Con todas las florerías cerradas, tampoco hubo coronas ni flores, casi como una burla al apellido del difunto. Faltó gente para levantar el pesado ataúd y la empleada de la casa velatoria, en un delirio de autoridad, se preocupó de que “no se junte gente en la vereda”. Un rato después, escuché una frase de mi esposa que todavía me retumba en la cabeza: “Te controlan hasta el dolor”, me dijo desde su militante defensa de la cuarentena y de las medidas sanitarias adoptadas por el gobierno.

El domingo, después de abrir los huevos de chocolate con mis hijos y de conseguir a alguien que se pudiera quedar con ellos, manejé casi cien kilómetros por la autopista hasta llegar al cementerio, donde ya descansaba el cuerpo de mi suegro. Abrí la pesada puerta de hierro y caminé por los pasillos entre nichos y tumbas, solo acompañado por el viento y por el canto de los pájaros. Nunca había estado solo en un cementerio. Busqué el panteón de la familia, le hice una promesa al cielo diáfano del mediodía y apuré los pasos hacia la salida. Por la ruta pasaba una vieja chata; cruzamos miradas con los dos hombres que iban en la cabina. Llevaban barbijos blancos sobre sus bocas.

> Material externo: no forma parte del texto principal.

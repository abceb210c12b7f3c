//! This modules defines how a page of expenses is selected from the query string.

/// The config for pagination
#[derive(Debug, Clone)]
pub struct PaginationConfig {
    /// The most expenses returned in a single page.
    ///
    /// Requests for fewer than one, or more than this many, expenses get this many.
    pub max_count: i64,
}

impl Default for PaginationConfig {
    fn default() -> Self {
        Self { max_count: 100 }
    }
}

/// The raw query parameters for listing expenses.
///
/// The values are kept as strings so that non-numeric values can fall back
/// to zero instead of rejecting the request.
#[derive(Debug, Default, PartialEq, Eq)]
pub struct PageQuery {
    /// The number of expenses to skip.
    pub start: Option<String>,
    /// The number of expenses to return.
    pub count: Option<String>,
}

impl PageQuery {
    /// Pick `start` and `count` out of decoded query string pairs.
    ///
    /// If a key is repeated, the first value wins. Unknown keys are ignored.
    pub fn from_pairs<I>(pairs: I) -> Self
    where
        I: IntoIterator<Item = (String, String)>,
    {
        let mut query = Self::default();

        for (key, value) in pairs {
            let slot = match key.as_str() {
                "start" => &mut query.start,
                "count" => &mut query.count,
                _ => continue,
            };

            if slot.is_none() {
                *slot = Some(value);
            }
        }

        query
    }
}

/// A validated page of expenses to fetch.
#[derive(Debug, Clone, Copy, PartialEq, Eq)]
pub struct Page {
    /// The number of expenses to skip, never negative.
    pub offset: i64,
    /// The number of expenses to return, between one and the configured maximum.
    pub limit: i64,
}

impl Page {
    /// Clamp the `query` to a valid page.
    ///
    /// Missing or non-numeric values are treated as zero. A count outside
    /// `1..=config.max_count` becomes `config.max_count` and a negative start
    /// becomes zero.
    pub fn from_query(query: &PageQuery, config: &PaginationConfig) -> Self {
        let count = parse_or_zero(query.count.as_deref());
        let start = parse_or_zero(query.start.as_deref());

        let limit = if (1..=config.max_count).contains(&count) {
            count
        } else {
            config.max_count
        };

        Self {
            offset: start.max(0),
            limit,
        }
    }
}

fn parse_or_zero(value: Option<&str>) -> i64 {
    value
        .and_then(|value| value.parse::<i64>().ok())
        .unwrap_or(0)
}
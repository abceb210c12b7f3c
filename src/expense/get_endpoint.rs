//! Defines the endpoint for fetching a single expense.

use axum::{
    Json,
    extract::{Path, State, rejection::PathRejection},
    http::StatusCode,
    response::{IntoResponse, Response},
};

use crate::expense::{ExpenseState, ExpenseStore, expense_id_from_path};

/// A route handler for getting an expense by its database ID.
///
/// Responds with 400 if the ID is not an integer and 404 if there is no
/// expense with that ID.
pub async fn get_expense_endpoint<S>(
    State(state): State<ExpenseState<S>>,
    expense_id: Result<Path<String>, PathRejection>,
) -> Response
where
    S: ExpenseStore + Send + Sync,
{
    let result = expense_id_from_path(expense_id).and_then(|id| state.expense_store.get(id));

    match result {
        Ok(expense) => (StatusCode::OK, Json(expense)).into_response(),
        Err(error) => error.into_response(),
    }
}
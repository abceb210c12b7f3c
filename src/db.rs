/*! This module sets up the application's database schema. */

use rusqlite::{Connection, Transaction as SqlTransaction};

use crate::{Error, expense::create_expense_table};

/// Create all of the database tables for the application.
///
/// Tables are only created if they do not already exist, so it is safe to
/// call this every time the server starts.
///
/// # Errors
/// Returns an error if a table cannot be created or if there is an SQL error.
pub fn initialize(connection: &Connection) -> Result<(), Error> {
    let transaction =
        SqlTransaction::new_unchecked(connection, rusqlite::TransactionBehavior::Exclusive)?;

    create_expense_table(&transaction)?;

    transaction.commit()?;

    Ok(())
}
//! Defines the expense store trait.

use crate::{
    Error,
    database_id::ExpenseId,
    expense::{Expense, NewExpense},
};

/// Handles the persistence of [Expense]s.
///
/// Implementations are handed to the router through [AppState](crate::AppState),
/// so the HTTP layer never knows which backend it talks to.
pub trait ExpenseStore {
    /// Retrieve an expense by its `id`.
    ///
    /// # Errors
    /// Implementers must return [Error::NotFound] if no expense has the ID
    /// `id`, and a storage error for any other failure.
    fn get(&self, id: ExpenseId) -> Result<Expense, Error>;

    /// Retrieve up to `limit` expenses in storage order, skipping the first `offset`.
    ///
    /// An empty page is returned as an empty vector.
    fn list(&self, offset: i64, limit: i64) -> Result<Vec<Expense>, Error>;

    /// Store a new expense, returning it with its newly assigned ID.
    fn create(&self, expense: NewExpense) -> Result<Expense, Error>;

    /// Overwrite every field except the ID of the expense `id`.
    ///
    /// Updating an ID that does not exist is not an error, the returned
    /// expense simply echoes `expense` with `id`.
    fn update(&self, id: ExpenseId, expense: NewExpense) -> Result<Expense, Error>;

    /// Remove the expense `id` if it exists.
    ///
    /// Deleting an ID that does not exist is not an error.
    fn delete(&self, id: ExpenseId) -> Result<(), Error>;
}
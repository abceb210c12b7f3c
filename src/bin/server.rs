use std::{
    net::{IpAddr, Ipv4Addr, SocketAddr},
    process::exit,
};

use axum::{
    Router,
    extract::{MatchedPath, Request},
    middleware,
};
use axum_server::Handle;
use clap::Parser;
use rusqlite::Connection;
use tower_http::trace::TraceLayer;
use tracing_subscriber::{EnvFilter, layer::SubscriberExt, util::SubscriberInitExt};

use expense_ledger::{
    PaginationConfig, build_router, create_app_state, graceful_shutdown, logging_middleware,
};

/// The REST API server for expense_ledger.
#[derive(Parser, Debug)]
#[command(version, about, long_about = None)]
struct Args {
    /// File path to the application SQLite database.
    #[arg(long)]
    db_path: String,

    /// The IP address to listen on.
    #[arg(long, default_value_t = IpAddr::V4(Ipv4Addr::LOCALHOST))]
    host: IpAddr,

    /// The port to serve the API from.
    #[arg(short, long, default_value_t = 8080)]
    port: u16,
}

#[tokio::main]
async fn main() {
    setup_logging();

    let args = Args::parse();

    let addr = SocketAddr::from((args.host, args.port));

    let conn = match Connection::open(&args.db_path) {
        Ok(conn) => conn,
        Err(error) => {
            tracing::error!("Could not open database at {}: {error}", args.db_path);
            exit(1);
        }
    };

    let state = match create_app_state(conn, PaginationConfig::default()) {
        Ok(state) => state,
        Err(error) => {
            tracing::error!("Could not initialize database at {}: {error}", args.db_path);
            exit(1);
        }
    };

    let handle = Handle::new();
    tokio::spawn(graceful_shutdown(handle.clone()));

    let router = add_tracing_layer(
        build_router(state).layer(middleware::from_fn(logging_middleware)),
    );

    tracing::info!("HTTP server listening on {}", addr);
    if let Err(error) = axum_server::bind(addr)
        .handle(handle)
        .serve(router.into_make_service())
        .await
    {
        tracing::error!("Server stopped with an error: {error}");
        exit(1);
    }
}

fn setup_logging() {
    let filter = EnvFilter::try_from_default_env()
        .unwrap_or_else(|_| EnvFilter::new("expense_ledger=info,server=debug,tower_http=debug"));

    tracing_subscriber::registry()
        .with(filter)
        .with(tracing_subscriber::fmt::layer().pretty())
        .init();
}

fn add_tracing_layer(router: Router) -> Router {
    let tracing_layer = TraceLayer::new_for_http()
        .make_span_with(|req: &Request| {
            let method = req.method();
            let uri = req.uri();

            let matched_path = req
                .extensions()
                .get::<MatchedPath>()
                .map(|matched_path| matched_path.as_str());

            tracing::debug_span!("request", %method, %uri, matched_path)
        })
        // By default, `TraceLayer` will log 5xx responses but the error
        // responses already log the underlying error, so disable that.
        .on_failure(());

    router.layer(tracing_layer)
}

Estacioné frente a la casa de mis suegros y saturé mis manos de alcohol en gel. Mi compañera salió a mi encuentro y por fin pudimos abrazarnos. Dije un par de esas cosas que no tienen sentido y entré a la casa. Me acordé de las recomendaciones de los médicos y dudé, pero sentí la necesidad de dar un par de abrazos fuertes. Recuperé esa sensación del contacto estrecho con otros seres de antes de la cuarentena. Fui al baño y me lavé las manos con fruición.

Volvimos por la autopista desolada justo cuando empezaba a caer el sol sobre el oeste. Paramos a cargar nafta y me pegué un buen susto cuando la playera apareció por detrás con una máscara parecida a las que se usan para soldar. Un grupo de policías charlaban y se reían sentados en la caja trasera de la camioneta, que tenía las luces azules encendidas. “Te controlan hasta el dolor”; me seguía sonando esa frase en la cabeza. Y mientras pensábamos en silencio cómo le íbamos a contar la noticia a los chicos, la radio nos reveló que hubo cinco nuevos muertos por el coronavirus en el país.

Definitivamente no son buenos días para morirse, sea cual sea la causa del final.